Exercise description:
Word for word, reproduce the records that follow.

-------

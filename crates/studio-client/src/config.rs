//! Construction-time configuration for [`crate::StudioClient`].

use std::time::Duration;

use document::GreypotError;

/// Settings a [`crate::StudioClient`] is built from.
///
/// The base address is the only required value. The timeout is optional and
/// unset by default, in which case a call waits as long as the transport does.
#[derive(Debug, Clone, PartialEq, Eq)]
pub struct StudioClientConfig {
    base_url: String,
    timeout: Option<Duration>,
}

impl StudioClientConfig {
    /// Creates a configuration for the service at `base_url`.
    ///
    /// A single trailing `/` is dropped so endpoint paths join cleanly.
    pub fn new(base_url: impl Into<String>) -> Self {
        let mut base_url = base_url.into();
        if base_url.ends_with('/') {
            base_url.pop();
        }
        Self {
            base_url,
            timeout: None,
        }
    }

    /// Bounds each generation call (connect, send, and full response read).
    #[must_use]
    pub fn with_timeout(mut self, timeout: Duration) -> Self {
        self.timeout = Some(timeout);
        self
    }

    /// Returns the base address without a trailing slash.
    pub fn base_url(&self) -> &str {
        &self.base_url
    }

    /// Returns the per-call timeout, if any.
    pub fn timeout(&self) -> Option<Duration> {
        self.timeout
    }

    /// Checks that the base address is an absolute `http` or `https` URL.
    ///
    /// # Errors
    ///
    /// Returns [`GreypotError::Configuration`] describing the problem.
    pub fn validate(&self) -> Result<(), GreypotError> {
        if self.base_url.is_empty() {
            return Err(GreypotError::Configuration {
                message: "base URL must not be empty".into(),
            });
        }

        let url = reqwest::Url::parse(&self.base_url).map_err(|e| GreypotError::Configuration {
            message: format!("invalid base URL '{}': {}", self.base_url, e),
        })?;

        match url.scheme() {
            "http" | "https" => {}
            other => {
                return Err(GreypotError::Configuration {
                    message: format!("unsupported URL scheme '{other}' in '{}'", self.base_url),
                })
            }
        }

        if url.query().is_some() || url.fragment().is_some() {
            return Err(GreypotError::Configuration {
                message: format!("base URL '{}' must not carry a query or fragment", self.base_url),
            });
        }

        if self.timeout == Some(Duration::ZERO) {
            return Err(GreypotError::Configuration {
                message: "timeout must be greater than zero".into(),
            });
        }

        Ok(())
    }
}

-------

Written response:
filename crates/studio-client/src/config.rs
//! Construction-time configuration for [`crate::StudioClient`].

use std::time::Duration;

use document::GreypotError;

/// Settings a [`crate::StudioClient`] is built from.
///
/// The base address is the only required value. The timeout is optional and
/// unset by default, in which case a call waits as long as the transport does.
#[derive(Debug, Clone, PartialEq, Eq)]
pub struct StudioClientConfig {
    base_url: String,
    timeout: Option<Duration>,
}

impl StudioClientConfig {
    /// Creates a configuration for the service at `base_url`.
    ///
    /// A single trailing `/` is dropped so endpoint paths join cleanly.
    pub fn new(base_url: impl Into<String>) -> Self {
        let mut base_url = base_url.into();
        if base_url.ends_with('/') {
            base_url.pop();
        }
        Self {
            base_url,
            timeout: None,
        }
    }

    /// Bounds each generation call (connect, send, and full response read).
    #[must_use]
    pub fn with_timeout(mut self, timeout: Duration) -> Self {
        self.timeout = Some(timeout);
        self
    }

    /// Returns the base address without a trailing slash.
    pub fn base_url(&self) -> &str {
        &self.base_url
    }

    /// Returns the per-call timeout, if any.
    pub fn timeout(&self) -> Option<Duration> {
        self.timeout
    }

    /// Checks that the base address is an absolute `http` or `https` URL.
    ///
    /// # Errors
    ///
    /// Returns [`GreypotError::Configuration`] describing the problem.
    pub fn validate(&self) -> Result<(), GreypotError> {
        if self.base_url.is_empty() {
            return Err(GreypotError::Configuration {
                message: "base URL must not be empty".into(),
            });
        }

        let url = reqwest::Url::parse(&self.base_url).map_err(|e| GreypotError::Configuration {
            message: format!("invalid base URL '{}': {}", self.base_url, e),
        })?;

        match url.scheme() {
            "http" | "https" => {}
            other => {
                return Err(GreypotError::Configuration {
                    message: format!("unsupported URL scheme '{other}' in '{}'", self.base_url),
                })
            }
        }

        if url.query().is_some() || url.fragment().is_some() {
            return Err(GreypotError::Configuration {
                message: format!("base URL '{}' must not carry a query or fragment", self.base_url),
            });
        }

        if self.timeout == Some(Duration::ZERO) {
            return Err(GreypotError::Configuration {
                message: "timeout must be greater than zero".into(),
            });
        }

        Ok(())
    }
}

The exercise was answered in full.